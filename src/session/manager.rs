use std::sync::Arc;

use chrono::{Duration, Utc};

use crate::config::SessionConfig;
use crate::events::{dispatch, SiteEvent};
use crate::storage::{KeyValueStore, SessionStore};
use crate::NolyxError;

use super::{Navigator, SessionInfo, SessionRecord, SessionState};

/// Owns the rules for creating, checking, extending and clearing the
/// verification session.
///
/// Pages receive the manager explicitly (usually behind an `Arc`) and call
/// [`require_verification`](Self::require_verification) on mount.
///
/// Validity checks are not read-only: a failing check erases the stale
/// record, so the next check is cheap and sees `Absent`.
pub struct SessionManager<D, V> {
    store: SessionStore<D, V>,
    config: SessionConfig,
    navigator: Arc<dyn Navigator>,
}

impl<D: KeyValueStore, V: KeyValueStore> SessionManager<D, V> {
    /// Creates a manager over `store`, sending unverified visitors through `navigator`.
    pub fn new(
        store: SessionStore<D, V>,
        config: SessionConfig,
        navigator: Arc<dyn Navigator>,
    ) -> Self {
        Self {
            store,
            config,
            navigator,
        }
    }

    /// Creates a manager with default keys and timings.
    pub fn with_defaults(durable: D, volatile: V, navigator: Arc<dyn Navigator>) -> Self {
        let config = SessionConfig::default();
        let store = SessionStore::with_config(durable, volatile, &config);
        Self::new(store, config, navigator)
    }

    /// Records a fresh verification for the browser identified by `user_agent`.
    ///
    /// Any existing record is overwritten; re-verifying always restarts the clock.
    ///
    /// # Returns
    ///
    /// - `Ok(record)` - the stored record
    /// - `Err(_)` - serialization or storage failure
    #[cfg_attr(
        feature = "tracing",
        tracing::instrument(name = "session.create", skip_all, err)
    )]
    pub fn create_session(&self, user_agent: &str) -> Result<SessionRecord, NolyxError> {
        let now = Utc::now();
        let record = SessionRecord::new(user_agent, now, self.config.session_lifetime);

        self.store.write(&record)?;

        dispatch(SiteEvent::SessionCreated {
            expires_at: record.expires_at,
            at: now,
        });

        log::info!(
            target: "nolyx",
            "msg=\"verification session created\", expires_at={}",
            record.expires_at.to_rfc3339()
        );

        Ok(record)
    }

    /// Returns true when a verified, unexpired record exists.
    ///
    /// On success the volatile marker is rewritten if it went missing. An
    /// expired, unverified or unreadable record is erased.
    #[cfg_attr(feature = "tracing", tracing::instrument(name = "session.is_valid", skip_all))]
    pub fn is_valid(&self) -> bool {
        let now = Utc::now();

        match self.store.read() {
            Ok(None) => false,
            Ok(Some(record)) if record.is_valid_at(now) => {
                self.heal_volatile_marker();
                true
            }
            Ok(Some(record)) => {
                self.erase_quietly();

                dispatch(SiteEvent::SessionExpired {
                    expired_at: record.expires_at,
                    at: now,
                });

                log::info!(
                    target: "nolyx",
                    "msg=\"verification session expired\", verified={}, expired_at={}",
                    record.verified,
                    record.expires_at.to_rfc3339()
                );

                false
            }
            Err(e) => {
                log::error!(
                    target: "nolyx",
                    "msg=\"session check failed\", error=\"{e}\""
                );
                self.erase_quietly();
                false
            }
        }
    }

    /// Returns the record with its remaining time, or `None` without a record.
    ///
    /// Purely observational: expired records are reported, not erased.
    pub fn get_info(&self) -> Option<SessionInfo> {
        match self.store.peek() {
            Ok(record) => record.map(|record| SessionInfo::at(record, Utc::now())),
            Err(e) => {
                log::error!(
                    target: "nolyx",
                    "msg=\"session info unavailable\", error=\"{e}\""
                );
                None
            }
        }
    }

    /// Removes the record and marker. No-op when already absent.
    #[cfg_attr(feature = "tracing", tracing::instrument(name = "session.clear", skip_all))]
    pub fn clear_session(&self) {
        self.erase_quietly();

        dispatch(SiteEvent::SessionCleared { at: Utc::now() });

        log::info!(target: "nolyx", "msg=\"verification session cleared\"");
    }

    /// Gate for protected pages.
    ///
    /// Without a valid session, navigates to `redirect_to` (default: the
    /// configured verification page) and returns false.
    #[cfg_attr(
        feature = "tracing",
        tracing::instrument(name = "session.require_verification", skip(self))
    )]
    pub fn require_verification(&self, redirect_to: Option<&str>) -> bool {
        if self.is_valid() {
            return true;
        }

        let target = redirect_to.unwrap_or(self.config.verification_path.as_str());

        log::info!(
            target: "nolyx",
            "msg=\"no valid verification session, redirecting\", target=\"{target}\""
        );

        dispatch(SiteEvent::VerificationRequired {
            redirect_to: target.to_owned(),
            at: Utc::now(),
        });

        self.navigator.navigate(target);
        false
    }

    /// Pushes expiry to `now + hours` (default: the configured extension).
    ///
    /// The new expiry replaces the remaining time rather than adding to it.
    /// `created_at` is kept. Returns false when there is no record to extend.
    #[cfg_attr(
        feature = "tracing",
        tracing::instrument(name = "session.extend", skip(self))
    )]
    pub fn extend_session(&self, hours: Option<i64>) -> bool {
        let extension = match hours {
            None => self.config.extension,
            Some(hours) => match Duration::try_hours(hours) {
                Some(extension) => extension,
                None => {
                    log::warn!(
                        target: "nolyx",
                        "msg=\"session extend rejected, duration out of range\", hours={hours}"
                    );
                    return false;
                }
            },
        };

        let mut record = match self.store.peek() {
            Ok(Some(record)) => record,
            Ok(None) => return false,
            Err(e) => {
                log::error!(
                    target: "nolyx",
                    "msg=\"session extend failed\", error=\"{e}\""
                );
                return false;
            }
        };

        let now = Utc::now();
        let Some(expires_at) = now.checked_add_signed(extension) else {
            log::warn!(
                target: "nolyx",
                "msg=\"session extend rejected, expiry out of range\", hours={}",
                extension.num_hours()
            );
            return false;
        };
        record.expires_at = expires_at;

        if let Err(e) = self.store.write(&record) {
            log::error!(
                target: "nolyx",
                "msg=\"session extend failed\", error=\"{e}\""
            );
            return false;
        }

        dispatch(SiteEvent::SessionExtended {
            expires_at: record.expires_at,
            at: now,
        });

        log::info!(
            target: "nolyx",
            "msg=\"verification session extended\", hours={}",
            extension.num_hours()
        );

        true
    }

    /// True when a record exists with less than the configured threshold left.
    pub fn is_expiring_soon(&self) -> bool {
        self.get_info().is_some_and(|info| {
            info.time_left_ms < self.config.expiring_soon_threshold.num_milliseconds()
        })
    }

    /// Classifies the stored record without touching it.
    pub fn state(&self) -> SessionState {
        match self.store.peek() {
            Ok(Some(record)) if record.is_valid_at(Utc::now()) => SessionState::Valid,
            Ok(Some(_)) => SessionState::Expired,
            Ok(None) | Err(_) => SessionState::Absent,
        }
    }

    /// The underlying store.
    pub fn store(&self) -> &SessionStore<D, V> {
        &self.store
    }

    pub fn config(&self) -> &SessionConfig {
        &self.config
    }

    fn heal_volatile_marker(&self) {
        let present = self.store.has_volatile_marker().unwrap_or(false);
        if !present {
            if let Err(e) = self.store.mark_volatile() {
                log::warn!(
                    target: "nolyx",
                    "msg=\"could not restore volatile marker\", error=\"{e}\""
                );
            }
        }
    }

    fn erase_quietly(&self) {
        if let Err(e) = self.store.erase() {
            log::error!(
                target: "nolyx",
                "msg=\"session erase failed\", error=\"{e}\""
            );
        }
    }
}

════════════════

TASK ITEM
Reply with nothing but a number: how many lines of the entries above contain the string "expiry"?

WRITTEN RESPONSE
3